◆ How to complete this task
A single number is all that's needed: how many lines in the data contain the string "circuit".

(Stored data entries)
>>>

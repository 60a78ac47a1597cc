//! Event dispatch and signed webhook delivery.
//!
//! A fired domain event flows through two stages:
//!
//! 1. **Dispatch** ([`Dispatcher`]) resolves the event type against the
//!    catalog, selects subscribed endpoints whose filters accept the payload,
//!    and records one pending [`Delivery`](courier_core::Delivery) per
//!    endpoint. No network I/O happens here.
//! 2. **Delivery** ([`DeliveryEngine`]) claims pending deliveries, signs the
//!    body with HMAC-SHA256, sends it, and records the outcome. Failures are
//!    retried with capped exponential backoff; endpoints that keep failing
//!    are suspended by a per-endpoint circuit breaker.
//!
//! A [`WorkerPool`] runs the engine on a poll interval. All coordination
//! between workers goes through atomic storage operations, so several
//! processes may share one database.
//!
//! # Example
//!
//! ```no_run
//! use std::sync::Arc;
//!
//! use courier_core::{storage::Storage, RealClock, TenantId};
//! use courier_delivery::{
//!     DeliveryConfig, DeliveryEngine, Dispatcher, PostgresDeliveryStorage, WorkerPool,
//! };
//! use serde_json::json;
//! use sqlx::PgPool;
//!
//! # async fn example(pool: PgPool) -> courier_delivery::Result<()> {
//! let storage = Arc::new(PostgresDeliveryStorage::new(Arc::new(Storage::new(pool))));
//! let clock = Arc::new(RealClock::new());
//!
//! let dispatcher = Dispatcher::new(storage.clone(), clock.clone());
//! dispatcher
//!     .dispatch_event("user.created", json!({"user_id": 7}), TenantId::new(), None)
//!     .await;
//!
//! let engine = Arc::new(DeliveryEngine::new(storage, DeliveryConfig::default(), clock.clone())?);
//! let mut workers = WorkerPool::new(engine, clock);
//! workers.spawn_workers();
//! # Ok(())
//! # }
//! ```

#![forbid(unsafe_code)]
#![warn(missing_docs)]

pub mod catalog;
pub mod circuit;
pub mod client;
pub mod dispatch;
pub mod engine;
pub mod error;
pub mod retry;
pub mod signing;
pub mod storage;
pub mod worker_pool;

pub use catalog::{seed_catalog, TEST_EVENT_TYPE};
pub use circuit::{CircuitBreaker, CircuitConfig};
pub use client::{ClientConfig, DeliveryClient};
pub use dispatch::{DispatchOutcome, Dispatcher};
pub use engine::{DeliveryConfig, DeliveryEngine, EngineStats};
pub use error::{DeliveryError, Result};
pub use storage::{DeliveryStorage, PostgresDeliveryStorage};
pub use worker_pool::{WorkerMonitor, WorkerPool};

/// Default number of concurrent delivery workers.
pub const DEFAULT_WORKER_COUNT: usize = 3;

<<<

◆ The completed task
3